Su anfitriona, a quien todos llaman Lota, había nacido en París y era
hija de un magnate de la prensa carioca.
Cosmopolita e implicada en la
vida cultural y política de su país, le abre de par en par las puertas
de su impresionante hacienda Samambaia (helecho gigante) en Petrópolis,
70 kilómetros al norte de Río de Janeiro.
Cuando se estrecha la relación
entre ambas, Costallat, arquitecta y paisajista autodidacta, manda
edificar expresamente un estudio para la poeta.
Suspendido en el aire
como un mirador de cristal, se alza de espaldas a la casa, ajeno al
trajín doméstico y arrullado por las aguas de un riachuelo.
El escritor Michael Sledge reconstruye en Cuanto más te debo
(Vaso Roto, 2016) la relación sentimental entre las dos mujeres. Una
historia vivida con intensidad y con desenlace trágico: Lota murió por
una sobredosis –no se sabe si accidental– en una visita a su ya examante
en Nueva York, en 1967.
Durante los 14 años de vida en común, la
escritora crea piezas memorables en prosa en las que recupera, por
ejemplo, los ecos de su difícil infancia en Nueva Escocia (Canadá) y
Massachusetts; publica su segundo poemario, Una fría primavera, premio Pulitzer en 1956, y concibe un tercero, Cuestiones de viaje
(1965), en el que lanza esta pregunta:
“¿Es falta de imaginación lo que
nos obliga a venir / a lugares imaginados, en vez de quedarnos en
casa?”.
La paisajista carioca, por su parte, trabaja, infatigable,
durante los últimos años de su relación, para dar a su ciudad el
imponente Parque del Flamenco: un proyecto agotador que se cobrará un
alto precio personal.
Todo lo que Costallat tiene de expansiva y segura lo tiene Bishop de
tímida e introspectiva, pero en la combinación de esos polos opuestos
surge un vínculo que transformará la vida y la obra de ambas.
Para
Bishop supuso echar raíces por primera vez en un lugar y permitirse ser
merecedora del amor de alguien: “A veces parece que solo las personas
inteligentes son lo suficientemente estúpidas para enamorarse y que solo
las estúpidas son lo suficientemente inteligentes para dejarse amar”,
escribió en un cuaderno.
Cuando sus caminos se cruzan definitivamente,
Bishop ya había publicado un primer poemario, Norte y sur.

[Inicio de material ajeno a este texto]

//! Per-caller, per-operation request throttling.
//!
//! A caller gets one request per window per operation. The first call in a
//! cold window stores a token that expires at `now + window`; while that
//! token is live every further call for the same `(identity, operation)` is
//! refused. Expired tokens are simply overwritten by the next allowed call.

use std::fmt;
use std::sync::Arc;

use chrono::{DateTime, Utc};
use dashmap::DashMap;
use dashmap::mapref::entry::Entry;

use crate::clock::{Clock, SystemClock, expiry_after};

/// Operations that are throttled independently.
#[derive(Debug, Clone, Copy, PartialEq, Eq, Hash)]
pub enum Operation {
    /// Registry search.
    Search,
    /// Artifact install.
    Install,
}

impl Operation {
    /// Short name used in logs.
    #[must_use]
    pub fn as_str(self) -> &'static str {
        match self {
            Self::Search => "search",
            Self::Install => "install",
        }
    }
}

impl fmt::Display for Operation {
    fn fmt(&self, f: &mut fmt::Formatter<'_>) -> fmt::Result {
        f.write_str(self.as_str())
    }
}

/// Token-per-window rate limiter.
pub struct RateLimiter {
    tokens: DashMap<(String, Operation), DateTime<Utc>>,
    clock: Arc<dyn Clock>,
}

impl fmt::Debug for RateLimiter {
    fn fmt(&self, f: &mut fmt::Formatter<'_>) -> fmt::Result {
        f.debug_struct("RateLimiter")
            .field("tokens", &self.tokens.len())
            .finish_non_exhaustive()
    }
}

impl Default for RateLimiter {
    fn default() -> Self {
        Self::new(Arc::new(SystemClock))
    }
}

impl RateLimiter {
    /// Create a rate limiter backed by the given clock.
    #[must_use]
    pub fn new(clock: Arc<dyn Clock>) -> Self {
        Self {
            tokens: DashMap::new(),
            clock,
        }
    }

    /// Check and record a request.
    ///
    /// Returns `true` and opens a new window if no live token exists for
    /// `(identity, operation)`, `false` otherwise. A refused call records
    /// nothing, so it does not extend the window.
    pub fn allow(&self, identity: &str, operation: Operation, window_secs: u64) -> bool {
        let now = self.clock.now();
        match self.tokens.entry((identity.to_owned(), operation)) {
            Entry::Occupied(mut token) => {
                if *token.get() > now {
                    return false;
                }
                token.insert(expiry_after(now, window_secs));
                true
            },
            Entry::Vacant(slot) => {
                slot.insert(expiry_after(now, window_secs));
                true
            },
        }
    }
}

#[cfg(test)]
mod tests {
    use super::*;
    use crate::clock::ManualClock;

    fn limiter() -> (RateLimiter, Arc<ManualClock>) {
        let clock = Arc::new(ManualClock::default());
        (RateLimiter::new(clock.clone()), clock)
    }

    #[test]
    fn first_call_allowed_second_blocked() {
        let (limiter, _) = limiter();
        assert!(limiter.allow("alice", Operation::Search, 2));
        assert!(!limiter.allow("alice", Operation::Search, 2));
    }

    #[test]
    fn window_reopens_after_expiry() {
        let (limiter, clock) = limiter();
        assert!(limiter.allow("alice", Operation::Search, 2));
        clock.advance_secs(1);
        assert!(!limiter.allow("alice", Operation::Search, 2));
        clock.advance_secs(1);
        assert!(limiter.allow("alice", Operation::Search, 2));
    }

    #[test]
    fn blocked_call_does_not_extend_window() {
        let (limiter, clock) = limiter();
        assert!(limiter.allow("alice", Operation::Install, 10));
        clock.advance_secs(9);
        assert!(!limiter.allow("alice", Operation::Install, 10));
        clock.advance_secs(1);
        assert!(limiter.allow("alice", Operation::Install, 10));
    }

    #[test]
    fn operations_are_independent() {
        let (limiter, _) = limiter();
        assert!(limiter.allow("alice", Operation::Search, 60));
        assert!(limiter.allow("alice", Operation::Install, 60));
        assert!(!limiter.allow("alice", Operation::Search, 60));
        assert!(!limiter.allow("alice", Operation::Install, 60));
    }

    #[test]
    fn identities_are_independent() {
        let (limiter, _) = limiter();
        assert!(limiter.allow("alice", Operation::Search, 60));
        assert!(limiter.allow("bob", Operation::Search, 60));
    }

    #[test]
    fn zero_window_never_blocks() {
        let (limiter, _) = limiter();
        assert!(limiter.allow("alice", Operation::Search, 0));
        assert!(limiter.allow("alice", Operation::Search, 0));
    }
}
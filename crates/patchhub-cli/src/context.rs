//! Wiring from a resolved config to a ready [`HubService`].

use std::sync::Arc;
use std::time::Duration;

use anyhow::{Context, Result};
use patchhub_config::{Config, ResolvedConfig};
use patchhub_hub::registry::DEFAULT_USER_AGENT;
use patchhub_hub::{
    AllowList, DirectoryFinalizer, FileCredentialStore, FsMover, GithubRegistryClient, Hub,
    HubService, HubSettings, HttpArchiveFetcher,
};
use patchhub_telemetry::{LogConfig, LogFormat};

/// Scratch directory under the install root. Keeping it on the same
/// filesystem lets the final move be a plain rename.
const STAGING_DIR: &str = ".staging";

/// Everything a command needs.
pub(crate) struct HubContext {
    pub(crate) service: HubService,
    pub(crate) credentials: Arc<FileCredentialStore>,
    pub(crate) identity: String,
}

/// Name the local user acts under.
pub(crate) fn local_identity() -> String {
    ["PATCHHUB_IDENTITY", "USER", "USERNAME"]
        .iter()
        .find_map(|var| std::env::var(var).ok().filter(|v| !v.trim().is_empty()))
        .unwrap_or_else(|| "local".to_owned())
}

/// Access policy for the CLI. An empty installer list grants the local user.
pub(crate) fn access_policy(config: &Config, identity: &str) -> AllowList {
    if config.access.installers.is_empty() {
        AllowList::new([identity])
    } else {
        AllowList::new(config.access.installers.iter().cloned())
    }
}

pub(crate) fn credential_store(resolved: &ResolvedConfig) -> FileCredentialStore {
    FileCredentialStore::new(resolved.credentials_path())
        .with_fallback(resolved.config.registry.token.clone())
}

pub(crate) fn hub_settings(config: &Config) -> HubSettings {
    HubSettings {
        publisher_org: config.registry.publisher_org.clone(),
        search_window_secs: config.limits.search_window_secs,
        install_window_secs: config.limits.install_window_secs,
        cache_ttl_secs: config.cache.ttl_secs,
        fetch_timeout: Duration::from_secs(config.install.fetch_timeout_secs),
    }
}

impl HubContext {
    pub(crate) fn build(resolved: &ResolvedConfig) -> Result<Self> {
        let config = &resolved.config;
        let user_agent = config
            .registry
            .user_agent
            .as_deref()
            .unwrap_or(DEFAULT_USER_AGENT);

        let credentials = Arc::new(credential_store(resolved));
        let registry = GithubRegistryClient::with_options(
            &config.registry.api_base,
            user_agent,
            Duration::from_secs(config.registry.request_timeout_secs),
        )
        .context("failed to create registry client")?
        .with_credentials(credentials.clone());

        let install_root = resolved.install_root();
        let fetcher = HttpArchiveFetcher::with_user_agent(install_root.join(STAGING_DIR), user_agent)
            .context("failed to create archive fetcher")?
            .with_allowed_hosts(config.install.allowed_redirect_hosts.clone())
            .with_max_size(config.install.max_archive_bytes);

        let hub = Hub::builder(
            Arc::new(registry),
            Arc::new(fetcher),
            Arc::new(FsMover),
            Arc::new(DirectoryFinalizer::new(&install_root)),
        )
        .settings(hub_settings(config))
        .build();

        let identity = local_identity();
        let access = access_policy(config, &identity);
        tracing::debug!(%identity, root = %install_root.display(), "hub ready");

        Ok(Self {
            service: HubService::new(Arc::new(hub), Arc::new(access)),
            credentials,
            identity,
        })
    }
}

/// Logging config from the `[logging]` section. `--verbose` forces `debug`.
pub(crate) fn to_log_config(config: &Config, verbose: bool) -> LogConfig {
    let format = config
        .logging
        .format
        .parse::<LogFormat>()
        .unwrap_or_default();
    let level = if verbose {
        "debug"
    } else {
        config.logging.level.as_str()
    };
    config
        .logging
        .directives
        .iter()
        .fold(
            LogConfig::new(level).with_format(format),
            |lc, directive| lc.with_directive(directive.clone()),
        )
}
//! Search through the real registry client against a local HTTP server.

use std::sync::Arc;
use std::time::Duration;

use patchhub_hub::registry::DEFAULT_USER_AGENT;
use patchhub_hub::{
    ArtifactKind, GithubRegistryClient, Hub, HubError, HubSettings, SearchPayload, UrlValidator,
};
use patchhub_test::{
    MemoryCredentialStore, MockFetcher, MockFinalizer, RecordingMover, TEST_ORG,
    rate_limited_response_json, search_response_json, setup_test_logging,
};
use tokio::io::{AsyncReadExt, AsyncWriteExt};
use tokio::net::TcpListener;
use tokio::task::JoinHandle;

async fn serve_once(status: &'static str, body: String) -> (String, JoinHandle<String>) {
    let listener = TcpListener::bind("127.0.0.1:0").await.unwrap();
    let addr = listener.local_addr().unwrap();
    let handle = tokio::spawn(async move {
        let (mut socket, _) = listener.accept().await.unwrap();
        let mut request = Vec::new();
        let mut buf = [0u8; 1024];
        while !request.windows(4).any(|w| w == b"\r\n\r\n") {
            let n = socket.read(&mut buf).await.unwrap();
            if n == 0 {
                break;
            }
            request.extend_from_slice(&buf[..n]);
        }
        let response = format!(
            "HTTP/1.1 {status}\r\nContent-Type: application/json\r\nContent-Length: {}\r\nConnection: close\r\n\r\n{body}",
            body.len()
        );
        socket.write_all(response.as_bytes()).await.unwrap();
        socket.shutdown().await.ok();
        String::from_utf8_lossy(&request).into_owned()
    });
    (format!("http://{addr}"), handle)
}

fn hub(base: &str, token: Option<&str>) -> Hub {
    let store = match token {
        Some(t) => MemoryCredentialStore::with_token(t),
        None => MemoryCredentialStore::new(),
    };
    let client = GithubRegistryClient::with_options(base, DEFAULT_USER_AGENT, Duration::from_secs(5))
        .unwrap()
        .with_credentials(Arc::new(store));
    Hub::builder(
        Arc::new(client),
        Arc::new(MockFetcher::new()),
        Arc::new(RecordingMover::new()),
        Arc::new(MockFinalizer::new()),
    )
    .settings(HubSettings {
        publisher_org: TEST_ORG.into(),
        ..HubSettings::default()
    })
    .build()
}

#[tokio::test]
async fn search_renders_cards_and_sends_token() {
    setup_test_logging("patchhub_hub=debug");
    let (base, server) = serve_once("200 OK", search_response_json(&["guard", "shield"])).await;

    let payload = hub(&base, Some("ghp_fixture"))
        .search("admin", "guard", ArtifactKind::Theme)
        .await
        .unwrap();
    let payload: SearchPayload = serde_json::from_str(&payload).unwrap();

    let ids: Vec<&str> = payload.cards.iter().map(|c| c.identifier.as_str()).collect();
    assert_eq!(ids, ["guard", "shield"]);
    assert_eq!(payload.kind, ArtifactKind::Theme);
    let validator = UrlValidator::new(TEST_ORG);
    for card in &payload.cards {
        assert!(validator.validate(&card.install_url, &card.identifier));
        assert_eq!(card.updated, "2024-05-01");
    }

    let request = server.await.unwrap().to_ascii_lowercase();
    assert!(request.contains("authorization: bearer ghp_fixture"));
    assert!(request.contains("user-agent: patchhub/"));
}

#[tokio::test]
async fn anonymous_search_sends_no_authorization() {
    let (base, server) = serve_once("200 OK", search_response_json(&[])).await;
    let payload = hub(&base, None)
        .search("admin", "nothing", ArtifactKind::Plugin)
        .await
        .unwrap();
    let payload: SearchPayload = serde_json::from_str(&payload).unwrap();
    assert!(payload.cards.is_empty());
    assert!(payload.message.is_some());

    let request = server.await.unwrap().to_ascii_lowercase();
    assert!(!request.contains("authorization:"));
}

#[tokio::test]
async fn upstream_rate_limit_surfaces_as_error() {
    let (base, _server) = serve_once("403 Forbidden", rate_limited_response_json()).await;
    let err = hub(&base, None)
        .search("admin", "guard", ArtifactKind::Plugin)
        .await
        .unwrap_err();
    assert!(matches!(err, HubError::RateLimitedByUpstream));
}
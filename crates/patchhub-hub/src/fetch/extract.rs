//! Safe zip extraction.
//!
//! Branch archives unpack into a single `{repo}-{branch}/` folder. Anything
//! else (loose top-level files, several roots, absolute or escaping paths,
//! symlinks, duplicate entries) is refused. Entry count and total
//! uncompressed size are capped, counting bytes actually written rather than
//! trusting the header.

use std::fs;
use std::io::{Cursor, Read};
use std::path::{Component, Path, PathBuf};

use tracing::debug;

use crate::error::{HubError, HubResult};

/// Default maximum number of entries in an archive.
pub const DEFAULT_MAX_ENTRIES: usize = 10_000;

/// Default maximum total uncompressed size (500 MB).
pub const DEFAULT_MAX_EXTRACTED_BYTES: u64 = 500_000_000;

/// Unix file type bits and the symlink type.
const S_IFMT: u32 = 0o170_000;
const S_IFLNK: u32 = 0o120_000;

/// Extraction caps.
#[derive(Debug, Clone, Copy, PartialEq, Eq)]
pub struct ExtractLimits {
    /// Maximum number of entries.
    pub max_entries: usize,
    /// Maximum total uncompressed bytes written.
    pub max_bytes: u64,
}

impl Default for ExtractLimits {
    fn default() -> Self {
        Self {
            max_entries: DEFAULT_MAX_ENTRIES,
            max_bytes: DEFAULT_MAX_EXTRACTED_BYTES,
        }
    }
}

fn extraction_error(message: impl Into<String>) -> HubError {
    HubError::FetchFailed(message.into())
}

/// Extract a zip archive into `dest` and return the path of its single
/// top-level folder.
///
/// # Errors
///
/// Returns [`HubError::FetchFailed`] if the archive is malformed, unsafe or
/// exceeds `limits`.
pub fn extract_zip(data: &[u8], dest: &Path, limits: ExtractLimits) -> HubResult<PathBuf> {
    let mut archive = zip::ZipArchive::new(Cursor::new(data))
        .map_err(|e| extraction_error(format!("not a valid zip archive: {e}")))?;

    if archive.len() > limits.max_entries {
        return Err(extraction_error(format!(
            "archive exceeds maximum entry count ({})",
            limits.max_entries
        )));
    }

    let mut top: Option<PathBuf> = None;
    let mut written: u64 = 0;

    for index in 0..archive.len() {
        let mut entry = archive
            .by_index(index)
            .map_err(|e| extraction_error(format!("failed to read archive entry: {e}")))?;

        if entry
            .unix_mode()
            .is_some_and(|mode| mode & S_IFMT == S_IFLNK)
        {
            return Err(extraction_error("archive contains a symlink"));
        }

        let path = entry
            .enclosed_name()
            .ok_or_else(|| extraction_error("archive entry escapes the extraction directory"))?;
        if !path
            .components()
            .all(|c| matches!(c, Component::Normal(_)))
        {
            return Err(extraction_error("archive entry has an unsafe path"));
        }

        let mut components = path.components();
        let Some(Component::Normal(first)) = components.next() else {
            return Err(extraction_error("archive entry has an empty path"));
        };
        let first = PathBuf::from(first);
        let nested = components.next().is_some();

        match &top {
            None => top = Some(first),
            Some(existing) if *existing == first => {},
            Some(_) => {
                return Err(extraction_error(
                    "archive must contain a single top-level folder",
                ));
            },
        }

        let target = dest.join(&path);
        if entry.is_dir() {
            fs::create_dir_all(&target)
                .map_err(|e| extraction_error(format!("failed to create directory: {e}")))?;
            continue;
        }
        if !nested {
            return Err(extraction_error(
                "archive must contain a single top-level folder",
            ));
        }

        if let Some(parent) = target.parent() {
            fs::create_dir_all(parent)
                .map_err(|e| extraction_error(format!("failed to create directory: {e}")))?;
        }
        let mut out = fs::OpenOptions::new()
            .write(true)
            .create_new(true)
            .open(&target)
            .map_err(|e| extraction_error(format!("failed to create file: {e}")))?;

        let remaining = limits.max_bytes.saturating_sub(written);
        let copied = std::io::copy(&mut (&mut entry).take(remaining.saturating_add(1)), &mut out)
            .map_err(|e| extraction_error(format!("failed to extract file: {e}")))?;
        written = written.saturating_add(copied);
        if written > limits.max_bytes {
            return Err(extraction_error(format!(
                "archive exceeds maximum extracted size ({} bytes)",
                limits.max_bytes
            )));
        }
    }

    let top = top.ok_or_else(|| extraction_error("archive is empty"))?;
    let root = dest.join(top);
    if !root.is_dir() {
        return Err(extraction_error(
            "archive must contain a single top-level folder",
        ));
    }

    debug!(entries = archive.len(), bytes = written, "archive extracted");
    Ok(root)
}

#[cfg(test)]
mod tests {
    use super::*;
    use std::io::Write;
    use zip::write::SimpleFileOptions;

    /// Names ending in `/` become directories.
    fn build_zip(entries: &[(&str, &str)]) -> Vec<u8> {
        let mut writer = zip::ZipWriter::new(Cursor::new(Vec::new()));
        let options = SimpleFileOptions::default();
        for (name, content) in entries {
            if name.ends_with('/') {
                writer.add_directory(*name, options).unwrap();
            } else {
                writer.start_file(*name, options).unwrap();
                writer.write_all(content.as_bytes()).unwrap();
            }
        }
        writer.finish().unwrap().into_inner()
    }

    fn branch_archive() -> Vec<u8> {
        build_zip(&[
            ("widget-main/", ""),
            ("widget-main/widget.php", "<?php // widget"),
            ("widget-main/assets/", ""),
            ("widget-main/assets/app.js", "console.log(1)"),
        ])
    }

    #[test]
    fn extracts_single_folder_archive() {
        let dest = tempfile::tempdir().unwrap();
        let root = extract_zip(&branch_archive(), dest.path(), ExtractLimits::default()).unwrap();
        assert_eq!(root, dest.path().join("widget-main"));
        assert_eq!(
            fs::read_to_string(root.join("widget.php")).unwrap(),
            "<?php // widget"
        );
        assert!(root.join("assets/app.js").is_file());
    }

    #[test]
    fn implicit_directories_are_created() {
        let dest = tempfile::tempdir().unwrap();
        let data = build_zip(&[("widget-main/deep/file.txt", "x")]);
        let root = extract_zip(&data, dest.path(), ExtractLimits::default()).unwrap();
        assert!(root.join("deep/file.txt").is_file());
    }

    #[test]
    fn rejects_multiple_roots() {
        let dest = tempfile::tempdir().unwrap();
        let data = build_zip(&[
            ("widget-main/a.txt", "a"),
            ("other/b.txt", "b"),
        ]);
        assert!(extract_zip(&data, dest.path(), ExtractLimits::default()).is_err());
    }

    #[test]
    fn rejects_loose_top_level_file() {
        let dest = tempfile::tempdir().unwrap();
        let data = build_zip(&[("readme.txt", "flat")]);
        assert!(extract_zip(&data, dest.path(), ExtractLimits::default()).is_err());
    }

    #[test]
    fn rejects_traversal() {
        let dest = tempfile::tempdir().unwrap();
        let data = build_zip(&[("widget-main/../../escape.txt", "x")]);
        assert!(extract_zip(&data, dest.path(), ExtractLimits::default()).is_err());
        assert!(!dest.path().parent().unwrap().join("escape.txt").exists());
    }

    #[test]
    fn rejects_absolute_paths() {
        let dest = tempfile::tempdir().unwrap();
        let data = build_zip(&[("/etc/passwd", "x")]);
        assert!(extract_zip(&data, dest.path(), ExtractLimits::default()).is_err());
    }

    #[test]
    fn rejects_symlinks() {
        let dest = tempfile::tempdir().unwrap();
        let mut writer = zip::ZipWriter::new(Cursor::new(Vec::new()));
        let options = SimpleFileOptions::default();
        writer.add_directory("widget-main/", options).unwrap();
        writer
            .add_symlink("widget-main/link", "/etc/passwd", options)
            .unwrap();
        let data = writer.finish().unwrap().into_inner();
        let err = extract_zip(&data, dest.path(), ExtractLimits::default()).unwrap_err();
        assert!(err.to_string().contains("symlink"));
    }

    #[test]
    fn enforces_entry_cap() {
        let dest = tempfile::tempdir().unwrap();
        let limits = ExtractLimits {
            max_entries: 2,
            ..ExtractLimits::default()
        };
        let err = extract_zip(&branch_archive(), dest.path(), limits).unwrap_err();
        assert!(err.to_string().contains("entry count"));
    }

    #[test]
    fn enforces_size_cap() {
        let dest = tempfile::tempdir().unwrap();
        let big = "a".repeat(4096);
        let data = build_zip(&[("widget-main/big.bin", big.as_str())]);
        let limits = ExtractLimits {
            max_bytes: 1024,
            ..ExtractLimits::default()
        };
        let err = extract_zip(&data, dest.path(), limits).unwrap_err();
        assert!(err.to_string().contains("extracted size"));
    }

    #[test]
    fn rejects_garbage_and_empty() {
        let dest = tempfile::tempdir().unwrap();
        assert!(extract_zip(b"not a zip", dest.path(), ExtractLimits::default()).is_err());
        let empty = build_zip(&[]);
        assert!(extract_zip(&empty, dest.path(), ExtractLimits::default()).is_err());
    }
}
//! `patchhub config`.

use anyhow::{Context, Result};
use patchhub_config::{ResolvedConfig, SYSTEM_CONFIG_PATH, ShowFormat, known_env_vars};

use crate::OutputFormat;
use crate::theme::Theme;

pub(crate) fn show_config(resolved: &ResolvedConfig, format: OutputFormat) -> Result<()> {
    let show = match format {
        OutputFormat::Json => ShowFormat::Json,
        OutputFormat::Pretty => ShowFormat::Toml,
    };
    let rendered = resolved
        .show(show)
        .context("failed to render configuration")?;
    println!("{rendered}");
    Ok(())
}

pub(crate) fn show_paths(resolved: &ResolvedConfig) {
    println!("{}", Theme::header("Configuration files (lowest precedence first)"));
    println!("  {SYSTEM_CONFIG_PATH}");
    println!("  {}", resolved.user_config_path().display());
    println!("\n{}", Theme::header("Data"));
    println!("  Credentials:  {}", resolved.credentials_path().display());
    println!("  Install root: {}", resolved.install_root().display());
    println!("\n{}", Theme::header("Environment fallbacks"));
    for var in known_env_vars() {
        println!("  {var}");
    }
}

Sledge apunta que su “escritura era una labor tan rigurosa que llevar un poema a un punto aceptable podía llevarle años”.
Imagen tomada en Brasil, donde vivió 15 años y dibujo de la casa de la
hacienda Samambaia, en Petrópolis, obra de Sérgio Bernardes, donde vivió
con Costallat.
Más que crear un mundo, como hacen muchos poetas, Bishop describe con
sobriedad el que ve, sin ceder nunca al sentimentalismo, que detestaba, y
parece animar sosegadamente al lector a observarlo más de cerca.
La
suya es una poesía de la percepción en la que las palabras transmiten
una verdad transitoria, nunca absoluta, sin explayarse en confesiones ni
verter sentencias categóricas.
En su obra confluyen extrañamente lo
impersonal con lo íntimo. Bishop rehuía las etiquetas, cualesquiera que
fueran: mujer, lesbiana, modernista o norteamericana.
Su docena de
relatos y sus cuatro poemarios, uno por década desde que debutara, dan
buena cuenta de la exigencia con la que afrontaba cada composición.